García-Medina Andrés, C José B Hernández
Unidad Monterrey, Centro de Investigación en Matemáticas, A.C. Av. Alianza Centro 502, PIIT, Apodaca 66628, Nuevo Leon, Mexico.
Consejo Nacional de Ciencia y Tecnología, Av. Insurgentes Sur 1582, Col. Crédito Constructor, Ciudad de México 03940 , Mexico.
Entropy (Basel). 2020 Jul 11;22(7):760. doi: 10.3390/e22070760.
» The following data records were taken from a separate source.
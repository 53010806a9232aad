//! The three sequential stages: fetch, relevance classification, translation.
//!
//! Every stage reads from and writes to an explicit [`PipelineRun`]. Scans
//! process items strictly in source order; each item's append, progress
//! report and pacing finish before the next item starts.

pub mod classify;
pub mod progress;
pub mod translate;

pub use classify::RelevanceCondition;
pub use progress::{ProgressSink, ScanProgress, Stage, TerminalProgress};
pub use translate::TRANSLATION_FAILED;

use tracing::{debug, error, info, warn};

use crate::arxiv::{FetchError, Paper, PaperSource, SearchQuery};
use crate::gemini::{GeminiError, ModelProvider};
use crate::rate_limit::RateLimiter;
use translate::DEFAULT_TARGET_LANGUAGE;

/// Per-item failure inside a scan. Never aborts the scan.
#[derive(Debug, thiserror::Error)]
pub enum ItemError {
    #[error("{0}")]
    Model(#[from] GeminiError),

    #[error("empty reply from the model")]
    EmptyReply,
}

/// Stage-level aborts.
#[derive(Debug, thiserror::Error)]
pub enum PipelineError {
    #[error("{0}")]
    Fetch(#[from] FetchError),

    #[error("could not start a Gemini session: {0}")]
    ModelInit(#[source] GeminiError),
}

/// Everything one operator session accumulates across stages.
#[derive(Debug, Default)]
pub struct PipelineRun {
    pub fetched: Vec<Paper>,
    pub relevant: Vec<Paper>,
    pub translated: Vec<Paper>,
    pub total_discovered: Option<u64>,
    pub warnings: Vec<String>,
    pub last_error: Option<String>,
}

impl PipelineRun {
    pub fn new() -> Self {
        Self::default()
    }
}

#[derive(Debug, Default, Clone, Copy, PartialEq, Eq)]
pub struct ScanSummary {
    pub processed: usize,
    pub kept: usize,
    pub failures: usize,
}

/// Replaces `run.fetched` with the result of `query`. On failure the fetched
/// list is left empty and the error is recorded on the run.
pub async fn fetch_stage(
    run: &mut PipelineRun,
    source: &impl PaperSource,
    query: &SearchQuery,
) -> Result<usize, PipelineError> {
    match source.fetch(query).await {
        Ok(outcome) => {
            run.fetched = outcome.papers;
            run.total_discovered = outcome.total_discovered;
            run.last_error = None;
            info!(
                fetched = run.fetched.len(),
                total = ?run.total_discovered,
                "fetch complete"
            );
            Ok(run.fetched.len())
        }
        Err(e) => {
            error!(error = %e, "fetch failed");
            run.fetched.clear();
            run.last_error = Some(e.to_string());
            Err(e.into())
        }
    }
}

/// Drives the model-backed scans, pacing every model call through one limiter.
pub struct Pipeline<P> {
    models: P,
    limiter: RateLimiter,
    target_language: String,
}

impl<P: ModelProvider> Pipeline<P> {
    pub fn new(models: P, limiter: RateLimiter) -> Self {
        debug!(interval = ?limiter.interval(), "model calls paced");
        Self {
            models,
            limiter,
            target_language: DEFAULT_TARGET_LANGUAGE.to_string(),
        }
    }

    pub fn with_target_language(mut self, target_language: &str) -> Self {
        self.target_language = target_language.to_string();
        self
    }

    async fn open_session(&self, run: &mut PipelineRun) -> Result<P::Session, PipelineError> {
        match self.models.open_session().await {
            Ok(session) => {
                run.last_error = None;
                Ok(session)
            }
            Err(e) => {
                error!(error = %e, "model session failed");
                run.last_error = Some(e.to_string());
                Err(PipelineError::ModelInit(e))
            }
        }
    }

    /// Rebuilds `run.relevant` from `run.fetched`.
    ///
    /// Papers without a summary are never sent to the model. A failed call
    /// counts as not relevant and is recorded as a warning. The limiter is
    /// consulted once per item, skipped or not.
    pub async fn classify_scan(
        &mut self,
        run: &mut PipelineRun,
        condition: &RelevanceCondition,
        sink: &mut impl ProgressSink,
    ) -> Result<ScanSummary, PipelineError> {
        run.relevant.clear();
        let mut session = self.open_session(run).await?;

        let total = run.fetched.len();
        let mut summary = ScanSummary::default();
        info!(total, condition = condition.as_str(), "classification started");

        for paper in &run.fetched {
            self.limiter.wait().await;

            if !paper.summary.is_empty() {
                match classify::classify(&mut session, condition, paper).await {
                    Ok(true) => run.relevant.push(paper.clone()),
                    Ok(false) => {}
                    Err(e) => {
                        warn!(title = %paper.title, error = %e, "classification failed, treating as not relevant");
                        summary.failures += 1;
                        let message = format!("could not classify '{}': {e}", paper.title);
                        sink.warning(&message);
                        run.warnings.push(message);
                    }
                }
            }

            summary.processed += 1;
            sink.report(ScanProgress {
                stage: Stage::Classification,
                processed: summary.processed,
                total,
                snapshot: &run.relevant,
            });
        }

        summary.kept = run.relevant.len();
        info!(
            processed = summary.processed,
            relevant = summary.kept,
            failures = summary.failures,
            "classification complete"
        );
        Ok(summary)
    }

    /// Rebuilds `run.translated` from `run.relevant`.
    ///
    /// Papers with both a title and a summary get two paced model calls and
    /// are always appended; a failed field holds [`TRANSLATION_FAILED`].
    /// Papers missing either field are skipped without any call.
    pub async fn translate_scan(
        &mut self,
        run: &mut PipelineRun,
        sink: &mut impl ProgressSink,
    ) -> Result<ScanSummary, PipelineError> {
        run.translated.clear();
        let mut session = self.open_session(run).await?;

        let total = run.relevant.len();
        let mut summary = ScanSummary::default();
        let mut failed_fields = Vec::new();
        info!(total, target = %self.target_language, "translation started");

        for paper in run.relevant.iter_mut() {
            if !paper.title.is_empty() && !paper.summary.is_empty() {
                self.limiter.wait().await;
                let title = translate::translate(&mut session, &self.target_language, &paper.title).await;
                self.limiter.wait().await;
                let abstract_text =
                    translate::translate(&mut session, &self.target_language, &paper.summary).await;

                let title = fail_soft(title, "title", paper, &mut failed_fields);
                let abstract_text = fail_soft(abstract_text, "summary", paper, &mut failed_fields);
                if !failed_fields.is_empty() {
                    summary.failures += 1;
                }

                paper.translated_title = Some(title);
                paper.translated_summary = Some(abstract_text);
                run.translated.push(paper.clone());
            }

            for message in failed_fields.drain(..) {
                sink.warning(&message);
                run.warnings.push(message);
            }

            summary.processed += 1;
            sink.report(ScanProgress {
                stage: Stage::Translation,
                processed: summary.processed,
                total,
                snapshot: &run.translated,
            });
        }

        summary.kept = run.translated.len();
        info!(
            processed = summary.processed,
            translated = summary.kept,
            failures = summary.failures,
            "translation complete"
        );
        Ok(summary)
    }
}

fn fail_soft(
    result: Result<String, ItemError>,
    field: &str,
    paper: &Paper,
    failures: &mut Vec<String>,
) -> String {
    result.unwrap_or_else(|e| {
        warn!(title = %paper.title, field, error = %e, "translation failed");
        failures.push(format!("could not translate {field} of '{}': {e}", paper.title));
        TRANSLATION_FAILED.to_string()
    })
}
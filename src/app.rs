use std::path::Path;
use std::time::Duration;

use reqwest::Client;
use tracing::{info, warn};

use crate::arxiv::{ArxivClient, PaperSource, QueryError, SearchQuery};
use crate::cli::{Command, RunArgs, SearchArgs};
use crate::export::{self, ExportError};
use crate::gemini::{GeminiProvider, ModelProvider};
use crate::pipeline::{
    Pipeline, PipelineError, PipelineRun, RelevanceCondition, TerminalProgress, fetch_stage,
};
use crate::rate_limit::RateLimiter;
use crate::render;

/// TCP connection establishment timeout.
const CONNECT_TIMEOUT: Duration = Duration::from_secs(10);
/// Global HTTP client timeout covering DNS + connect + response body.
const HTTP_TIMEOUT: Duration = Duration::from_secs(30);
/// Maximum redirect hops before aborting.
const MAX_REDIRECTS: usize = 5;

const FETCHED_EXPORT: &str = "arxiv_papers.xml";
const RELEVANT_EXPORT: &str = "relevant_papers.xml";
const TRANSLATED_EXPORT: &str = "translated_papers.xml";

#[derive(Debug, thiserror::Error)]
pub enum AppError {
    #[error("invalid search: {0}")]
    Query(#[from] QueryError),

    #[error(transparent)]
    Pipeline(#[from] PipelineError),

    #[error(transparent)]
    Export(#[from] ExportError),

    #[error("HTTP client setup failed: {0}")]
    Http(#[from] reqwest::Error),
}

pub async fn run(command: Command) -> Result<(), AppError> {
    let http = Client::builder()
        .connect_timeout(CONNECT_TIMEOUT)
        .timeout(HTTP_TIMEOUT)
        .redirect(reqwest::redirect::Policy::limited(MAX_REDIRECTS))
        .build()?;

    match command {
        Command::Search(args) => search(http, &args).await,
        Command::Run(args) => run_all(http, &args).await,
    }
}

fn build_query(args: &SearchArgs) -> Result<SearchQuery, QueryError> {
    let end = args
        .to
        .unwrap_or_else(|| chrono::Local::now().date_naive());
    SearchQuery::new(&args.terms, args.from, end, args.max_results)
}

async fn fetch_and_export(
    source: &impl PaperSource,
    args: &SearchArgs,
    run: &mut PipelineRun,
) -> Result<(), AppError> {
    let query = build_query(args)?;

    let result = fetch_stage(run, source, &query).await;
    if let Some(total) = run.total_discovered {
        println!("Papers in the repository matching the search: {total}");
    }
    result?;

    println!("{} papers found", run.fetched.len());
    if run.fetched.is_empty() {
        println!("No papers loaded.");
    } else {
        println!("{}", render::paper_list(&run.fetched));
    }
    export::write_xml(&args.output_dir.join(FETCHED_EXPORT), &run.fetched)?;
    Ok(())
}

async fn search(http: Client, args: &SearchArgs) -> Result<(), AppError> {
    let mut run = PipelineRun::new();
    fetch_and_export(&ArxivClient::new(http), args, &mut run).await
}

async fn run_all(http: Client, args: &RunArgs) -> Result<(), AppError> {
    let arxiv = ArxivClient::new(http.clone());
    let models = GeminiProvider::new(http, args.session);
    let mut run = PipelineRun::new();
    run_stages(&arxiv, models, args, &mut run).await
}

/// Fetch, classify and translate, exporting after each stage. The model
/// configuration is only read when the classification scan starts, so the
/// fetch export is written even when the model cannot be reached.
async fn run_stages(
    source: &impl PaperSource,
    models: impl ModelProvider,
    args: &RunArgs,
    run: &mut PipelineRun,
) -> Result<(), AppError> {
    fetch_and_export(source, &args.search, run).await?;

    let mut pipeline = Pipeline::new(models, RateLimiter::per_minute(args.rpm))
        .with_target_language(&args.target_language);
    let out_dir: &Path = &args.search.output_dir;

    let condition = RelevanceCondition::new(&args.condition);
    let summary = pipeline
        .classify_scan(run, &condition, &mut TerminalProgress::new())
        .await?;
    println!(
        "{} of {} papers relevant to \"{}\"",
        summary.kept,
        summary.processed,
        condition.as_str()
    );
    if run.relevant.is_empty() {
        println!("No relevant papers found.");
    }
    export::write_xml(&out_dir.join(RELEVANT_EXPORT), &run.relevant)?;

    if args.skip_translation {
        info!("translation skipped");
        return Ok(());
    }

    let summary = pipeline
        .translate_scan(run, &mut TerminalProgress::new())
        .await?;
    println!("{} papers translated", summary.kept);
    export::write_xml(&out_dir.join(TRANSLATED_EXPORT), &run.translated)?;

    if !run.warnings.is_empty() {
        warn!(count = run.warnings.len(), "run finished with per-item failures");
    }
    Ok(())
}
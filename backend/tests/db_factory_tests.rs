//! Tests for db::factory module - repository creation and configuration.

mod support;

use std::io::Write;
use std::str::FromStr;

use service_compare::db::factory::{RepositoryBuilder, RepositoryFactory, RepositoryType};
use service_compare::db::{ProviderState, RepositoryError};

#[test]
fn test_repository_type_from_str_postgres() {
    let rt = RepositoryType::from_str("postgres").unwrap();
    assert_eq!(rt, RepositoryType::Postgres);

    let rt = RepositoryType::from_str("POSTGRES").unwrap();
    assert_eq!(rt, RepositoryType::Postgres);

    let rt = RepositoryType::from_str("pg").unwrap();
    assert_eq!(rt, RepositoryType::Postgres);
}

#[test]
fn test_repository_type_from_str_local() {
    let rt = RepositoryType::from_str("LOCAL").unwrap();
    assert_eq!(rt, RepositoryType::Local);
}

#[test]
fn test_repository_type_from_str_invalid() {
    let result = RepositoryType::from_str("invalid");
    assert!(result.is_err());
    assert!(result.unwrap_err().contains("Unknown repository type"));
}

#[test]
fn test_repository_type_from_env_default() {
    support::with_scoped_env(&[("REPOSITORY_TYPE", None), ("DB_HOST", None)], || {
        assert_eq!(RepositoryType::from_env().unwrap(), RepositoryType::Local);
    });
}

#[test]
fn test_repository_type_from_env_with_db_host() {
    support::with_scoped_env(
        &[("REPOSITORY_TYPE", None), ("DB_HOST", Some("db.internal"))],
        || {
            assert_eq!(RepositoryType::from_env().unwrap(), RepositoryType::Postgres);
        },
    );
}

#[test]
fn test_repository_type_explicit_overrides_db_host() {
    support::with_scoped_env(
        &[
            ("REPOSITORY_TYPE", Some("local")),
            ("DB_HOST", Some("db.internal")),
        ],
        || {
            assert_eq!(RepositoryType::from_env().unwrap(), RepositoryType::Local);
        },
    );
}

#[test]
fn test_repository_type_invalid_env_is_configuration_error() {
    let result = support::with_scoped_env(
        &[("REPOSITORY_TYPE", Some("mongo"))],
        RepositoryType::from_env,
    );
    match result {
        Err(RepositoryError::ConfigurationError { message, context }) => {
            assert!(message.contains("REPOSITORY_TYPE"), "{}", message);
            assert!(message.contains("mongo"), "{}", message);
            assert_eq!(context.entity.as_deref(), Some("environment"));
        }
        other => panic!("expected a configuration error, got {:?}", other),
    }
}

#[test]
fn test_factory_from_env_rejects_misspelled_type() {
    let result = support::with_scoped_env(
        &[
            ("REPOSITORY_TYPE", Some("postgress")),
            ("DB_HOST", Some("db.internal")),
        ],
        RepositoryFactory::from_env,
    );
    assert!(matches!(
        result,
        Err(RepositoryError::ConfigurationError { .. })
    ));
}

#[test]
fn test_builder_from_env_rejects_unknown_type() {
    let result = support::with_scoped_env(&[("REPOSITORY_TYPE", Some("sqlite"))], || {
        RepositoryBuilder::new().from_env().map(|_| ())
    });
    assert!(matches!(
        result,
        Err(RepositoryError::ConfigurationError { .. })
    ));
}

#[tokio::test]
async fn test_factory_from_env_local() {
    let repo = support::with_scoped_env(&[("REPOSITORY_TYPE", Some("local"))], || {
        RepositoryFactory::from_env().unwrap()
    });
    assert!(repo.health_check().await.unwrap());
    assert_eq!(repo.connection_state(), ProviderState::Open);
}

#[test]
fn test_factory_from_env_postgres_missing_settings() {
    let result = support::with_scoped_env(
        &[
            ("REPOSITORY_TYPE", Some("postgres")),
            ("DB_HOST", Some("db.internal")),
            ("DB_NAME", None),
            ("DB_USER", None),
        ],
        RepositoryFactory::from_env,
    );
    match result {
        Err(RepositoryError::ConfigurationError { message, .. }) => {
            assert!(message.contains("DB_NAME"), "{}", message)
        }
        Err(other) => panic!("unexpected error: {}", other),
        Ok(_) => panic!("expected a configuration error"),
    }
}

#[tokio::test]
async fn test_factory_from_config_file_local() {
    let mut file = tempfile::NamedTempFile::new().unwrap();
    writeln!(file, "[repository]\ntype = \"local\"").unwrap();

    let repo = RepositoryFactory::from_config_file(file.path()).unwrap();
    assert!(repo.health_check().await.unwrap());
}

#[test]
fn test_factory_from_config_file_missing() {
    assert!(RepositoryFactory::from_config_file("/nonexistent/repository.toml").is_err());
}

#[test]
fn test_builder_from_config_file() {
    let mut file = tempfile::NamedTempFile::new().unwrap();
    writeln!(file, "[repository]\ntype = \"local\"").unwrap();

    let repo = RepositoryBuilder::new()
        .from_config_file(file.path())
        .unwrap()
        .build()
        .unwrap();
    assert_eq!(repo.connection_state(), ProviderState::Open);
}

#[cfg(feature = "postgres-repo")]
#[test]
fn test_factory_tunnel_config_starts_closed() {
    let mut file = tempfile::NamedTempFile::new().unwrap();
    write!(
        file,
        r#"
[repository]
type = "postgres"

[database]
host = "db.internal"
name = "bookings"
user = "reader"
mode = "tunnel"

[tunnel]
ssh_host = "bastion.example.com"
"#
    )
    .unwrap();

    let repo = RepositoryFactory::from_config_file(file.path()).unwrap();
    assert_eq!(repo.connection_state(), ProviderState::Closed);
}

#[cfg(not(feature = "postgres-repo"))]
#[test]
fn test_postgres_without_feature_is_configuration_error() {
    let settings = service_compare::db::DatabaseSettings::new("db", "bookings", "reader");
    let result = RepositoryFactory::create(RepositoryType::Postgres, Some(&settings));
    assert!(matches!(
        result,
        Err(RepositoryError::ConfigurationError { .. })
    ));
}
We investigate the effects of the recent financial turbulence of 2020 on the market of cryptocurrencies taking into account the hourly price and volume of transactions from December 2019 to April 2020. The data were subdivided into time frames and analyzed the directed network generated by the estimation of the multivariate transfer entropy. The approach followed here is based on a greedy algorithm and multiple hypothesis testing. Then, we explored the clustering coefficient and the degree distributions of nodes for each subperiod. It is found the clustering coefficient increases dramatically in March and coincides with the most severe fall of the recent worldwide stock markets crash. Further, the log-likelihood in all cases bent over a power law distribution, with a higher estimated power during the period of major financial contraction. Our results suggest the financial turbulence induce a higher flow of information on the cryptocurrency market in the sense of a higher clustering coefficient and complexity of the network. Hence, the complex properties of the multivariate transfer entropy network may provide early warning signals of increasing systematic risk in turbulence times of the cryptocurrency markets.
我们研究了2020年近期金融动荡对加密货币市场的影响,考虑了2019年12月至2020年4月的每小时交易价格和交易量。数据被细分为不同的时间框架,并分析了通过多元转移熵估计生成的有向网络。这里采用的方法基于贪婪算法和多重假设检验。然后,我们探讨了每个子时期节点的聚类系数和度分布。结果发现,聚类系数在3月份急剧增加,这与近期全球股市暴跌最严重的时期相吻合。此外,在所有情况下,对数似然都符合幂律分布,在主要金融收缩期间估计的幂更高。我们的结果表明,从更高的聚类系数和网络复杂性的意义上来说,金融动荡会导致加密货币市场上更高的信息流。因此,多元转移熵网络的复杂特性可能为加密货币市场动荡时期系统性风险增加提供早期预警信号。